[6.8/10] This was a weird episode. Without more context, I can’t tell if it was just an aberration or if 1994 was an off year for the whole show.

Anyway, the good news is that I got to enjoy the Star Trek-related humor, which if I’m honest with myself, is what I was here for. The monologue where he screws up all the details about The Original Series was worth a laugh (especially the repeated references to “Boney”), and the Love Boat/The Next Generation mash-up sketch had surprising attention to detail for both shows (including an inexplicable appearance from the set dresser who’s played Sulu in these sketches for like forty years!)

But the rest of the episode was really really dated. If you decide to revisit this one, I hope you like jokes about Michael Jackson, the Menendez Bros., Tanya Harding, the then-current Surgeon General, and a whole lot of pedophile/homophobic/otherwise lazy, crass, punching-down humor. Oh yeah, and the episode closes with a weird sketch of Adam Sandler in blackface playing Bill Cosby, which makes good on Sandler’s ability to make silly noises, but is discomfiting in 2019 for a whole host of reasons.

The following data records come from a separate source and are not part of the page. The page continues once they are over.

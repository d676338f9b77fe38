//! Main entry point for the dispatch CLI.
//!
//! This binary is the terminal rendition of the order-dispatch workflow:
//! log in, list the orders visible to the actor, and — depending on role —
//! assign the offered driver to an order or advance its shipping status.
//! Every control it renders comes from the status engine's available
//! actions; the CLI itself decides nothing about the lifecycle.

use clap::{Parser, Subcommand};
use std::path::PathBuf;

use dispatch_config::Config;
use dispatch_core::DispatchClient;
use dispatch_order::{available_actions, derive_state};
use dispatch_storage::{create_backend, StorageService};
use dispatch_types::utils::time::format_local;
use dispatch_types::{format_amount, truncate_id, Order, Role};

/// Command-line arguments for the dispatch client.
#[derive(Parser, Debug)]
#[command(author, version, about, long_about = None)]
struct Args {
	/// Path to configuration file
	#[arg(short, long, default_value = "config.toml")]
	config: PathBuf,

	/// Log level (trace, debug, info, warn, error)
	#[arg(short, long, default_value = "warn")]
	log_level: String,

	#[command(subcommand)]
	command: Command,
}

#[derive(Subcommand, Debug, PartialEq)]
enum Command {
	/// Log in and cache the issued credential
	Login {
		/// Email address or phone number
		#[arg(long)]
		email: String,
		#[arg(long)]
		password: String,
	},
	/// Show the identity behind the cached credential
	Whoami,
	/// List orders with their derived state and available actions
	Orders,
	/// Show a single order in full
	Show { order_id: String },
	/// Assign the offered driver to a pending order
	Dispatch {
		order_id: String,
		/// Free-text note recorded on the dispatch event
		#[arg(long, default_value = "")]
		note: String,
	},
	/// Move a dispatched order into shipping, or update the shipping note
	Ship {
		order_id: String,
		#[arg(long, default_value = "")]
		note: String,
	},
	/// Mark an in-transit order as delivered
	Deliver {
		order_id: String,
		#[arg(long, default_value = "")]
		note: String,
	},
	/// Drop the cached credential
	Logout,
}

#[tokio::main]
async fn main() {
	let args = Args::parse();

	// Initialize tracing with env filter
	use tracing_subscriber::{fmt, EnvFilter};

	let default_directive = args.log_level.to_string();
	let env_filter =
		EnvFilter::try_from_default_env().unwrap_or_else(|_| EnvFilter::new(default_directive));

	fmt().with_env_filter(env_filter).with_target(true).init();

	// Backend failures surface as a message, never a panic.
	if let Err(e) = run(args).await {
		eprintln!("error: {}", e);
		std::process::exit(1);
	}
}

async fn run(args: Args) -> Result<(), Box<dyn std::error::Error>> {
	let config_path = args
		.config
		.to_str()
		.ok_or_else(|| format!("Invalid config path: {}", args.config.display()))?;
	let config = Config::from_file(config_path).await?;
	tracing::debug!(api = %config.api.base_url, storage = %config.storage.primary, "Loaded configuration");

	let backend = create_backend(&config.storage.primary, &config.primary_storage_config())?;
	let api = dispatch_api::create_api(&config.api)?;
	let client = DispatchClient::new(api, StorageService::new(backend));

	let offset = config.display.utc_offset_hours;

	match args.command {
		Command::Login { email, password } => {
			let identity = client.login(&email, &password).await?;
			match identity.first_name {
				Some(name) => println!("Welcome back, {}", name),
				None => println!("Welcome back"),
			}
			println!("Role: {}", identity.role);
		}
		Command::Whoami => {
			let identity = client.identity().await?;
			println!("Id:    {}", identity.id);
			println!("Role:  {}", identity.role);
			if let Some(name) = identity.first_name {
				println!("Name:  {}", name);
			}
		}
		Command::Orders => {
			let identity = client.identity().await?;
			let orders = client.refresh_orders().await?;
			if orders.is_empty() {
				println!("No orders available.");
			} else {
				for order in &orders {
					println!("{}", render_order_row(order, identity.role, offset));
				}
			}
		}
		Command::Show { order_id } => {
			let identity = client.identity().await?;
			client.refresh_orders().await?;
			let order = client.order(&order_id).await?;
			print_order(&order, identity.role, offset);
		}
		Command::Dispatch { order_id, note } => {
			client.refresh_orders().await?;
			let updated = client.dispatch(&order_id, &note).await?;
			println!("Dispatched {} ({})", updated.id, derive_state(&updated));
		}
		Command::Ship { order_id, note } => {
			client.refresh_orders().await?;
			let updated = client.mark_shipping(&order_id, &note).await?;
			println!("Updated {} ({})", updated.id, derive_state(&updated));
		}
		Command::Deliver { order_id, note } => {
			client.refresh_orders().await?;
			let updated = client.mark_delivered(&order_id, &note).await?;
			println!("Updated {} ({})", updated.id, derive_state(&updated));
		}
		Command::Logout => {
			client.logout().await?;
			println!("Logged out.");
		}
	}

	Ok(())
}

/// Renders one order as a list row: id, reference, total, creation time,
/// derived state, and the actions open to this actor.
fn render_order_row(order: &Order, role: Role, utc_offset_hours: i8) -> String {
	let state = derive_state(order);
	let actions: Vec<String> = available_actions(order, role)
		.iter()
		.map(ToString::to_string)
		.collect();

	format!(
		"{:<12} {:<14} {:>16} {} {:<10} [{}]",
		truncate_id(&order.id),
		order.order_id,
		format_amount(order.amount_total, &order.currency),
		format_local(&order.date_created, utc_offset_hours),
		state.to_string(),
		actions.join(", ")
	)
}

/// Prints a full order: customer, products, shipping history, and the
/// actions currently open to this actor.
fn print_order(order: &Order, role: Role, utc_offset_hours: i8) {
	println!("Order ID: {}", order.id);
	println!("Reference: {}", order.order_id);
	println!(
		"Total: {}",
		format_amount(order.amount_total, &order.currency)
	);
	println!(
		"Date Created: {}",
		format_local(&order.date_created, utc_offset_hours)
	);
	println!(
		"Customer: {} {} ({})",
		order.customer_details.first_name,
		order.customer_details.last_name,
		order.customer_details.city
	);

	println!("Product Details:");
	for product in &order.product_details {
		println!(
			"  {} x{} ({}, {}, {})",
			product.product_name, product.quantity, product.color, product.memory, product.storage
		);
	}

	println!("Shipping Details:");
	for event in &order.shipping_details {
		println!("  - {}", event.note);
		println!("    {}", format_local(&event.date_created, utc_offset_hours));
		if let Some(driver) = &event.dispatched_to_id {
			println!("    dispatched to {}", driver);
		}
	}

	println!("Status: {}", order.status);
	println!("State: {}", derive_state(order));

	let actions: Vec<String> = available_actions(order, role)
		.iter()
		.map(ToString::to_string)
		.collect();
	if actions.is_empty() {
		println!("Actions: none");
	} else {
		println!("Actions: {}", actions.join(", "));
	}
}

#[cfg(test)]
mod tests {
	use super::*;
	use chrono::{TimeZone, Utc};
	use dispatch_types::{CustomerDetails, OrderStatus, ShippingEvent};

	fn sample_order() -> Order {
		Order {
			id: "ord_6f2a9c11".to_string(),
			order_id: "SO-2024-0917".to_string(),
			amount_total: 28_990_000,
			date_created: Utc.with_ymd_and_hms(2024, 5, 1, 9, 15, 42).unwrap(),
			currency: "vnd".to_string(),
			customer_details: CustomerDetails {
				first_name: "Linh".to_string(),
				last_name: "Tran".to_string(),
				address: "12 Hang Bac".to_string(),
				zip_code: 10_000,
				city: "Hanoi".to_string(),
				state: "HN".to_string(),
				email: "linh.tran@example.com".to_string(),
				phone_number: "+84 912 345 678".to_string(),
			},
			product_details: Vec::new(),
			shipping_details: vec![ShippingEvent {
				dispatcher_id: None,
				dispatched_to_id: None,
				pickup_address: Some("48 Warehouse Rd".to_string()),
				note: "Order placed".to_string(),
				date_created: Utc.with_ymd_and_hms(2024, 5, 1, 9, 15, 42).unwrap(),
			}],
			status: OrderStatus::Created,
			payment_status: 1,
		}
	}

	#[test]
	fn test_args_default_values() {
		let args = Args::try_parse_from(["dispatch", "orders"]).unwrap();

		assert_eq!(args.config, PathBuf::from("config.toml"));
		assert_eq!(args.log_level, "warn");
		assert_eq!(args.command, Command::Orders);
	}

	#[test]
	fn test_args_subcommand_with_note() {
		let args = Args::try_parse_from([
			"dispatch",
			"ship",
			"ord_6f2a",
			"--note",
			"Picked up",
		])
		.unwrap();

		assert_eq!(
			args.command,
			Command::Ship {
				order_id: "ord_6f2a".to_string(),
				note: "Picked up".to_string(),
			}
		);
	}

	#[test]
	fn test_render_row_for_dispatcher() {
		let row = render_order_row(&sample_order(), Role::Dispatcher, 7);

		assert!(row.contains("ord_6f2a.."));
		assert!(row.contains("SO-2024-0917"));
		assert!(row.contains("28990000 VND"));
		assert!(row.contains("2024-05-01 16:15:42"));
		assert!(row.contains("Pending"));
		assert!(row.contains("[dispatch]"));
	}

	#[test]
	fn test_render_row_hides_unavailable_actions() {
		let row = render_order_row(&sample_order(), Role::Shipper, 7);
		assert!(row.ends_with("[]"));
	}
}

The best sketches, not coincidentally, are the ones that aren’t the least bit topical. Stewart as a baker selling only one variety of erotic cakes is a little on the grody side, but just ridiculous to works. And Stewart as the devil, slowly being undermined by his minions making fun of him, is the sort of high concept weirdness I always enjoy from SNL.

The rest of the sketches were pretty weak though. The Philadelphia action figures is fine as a one-joke fake commercial, but not particularly memorable. (I’d literally forgotten about it until I skipped through the episode again just now.) The bit with Mike Myers’s recurring Scottish character was a thin excuse for Stewart to use his Scottish accent and couldn’t really land on anything approaching a layered joke. Even weekend update was brief and couldn’t manage much more than a chuckle from the live audience.

It’s worth noting, however, that while I often skip the musical guests for these shows, it was really fun to go watch Salt-n-Pepa perform here. (It was John Mullaney’s stand-up bit about Stewart’s introduction of them that reminded me this episode existed.) Twenty-five years later, their songs are still catchy and their choreography is still very cool. So much of this episode feels dated, but for once, the musical guest doesn't.

Overall, this episode feels like a waste of Stewart’s considerable talents. Outside of the pair of Trek sketches, and the Devil sketch that let him ham it up Shakespearan style, he was tossed into pedestrian sketches and never really allowed to shine. Maybe, with his new Trek series, he’ll get another shot at it all these years later.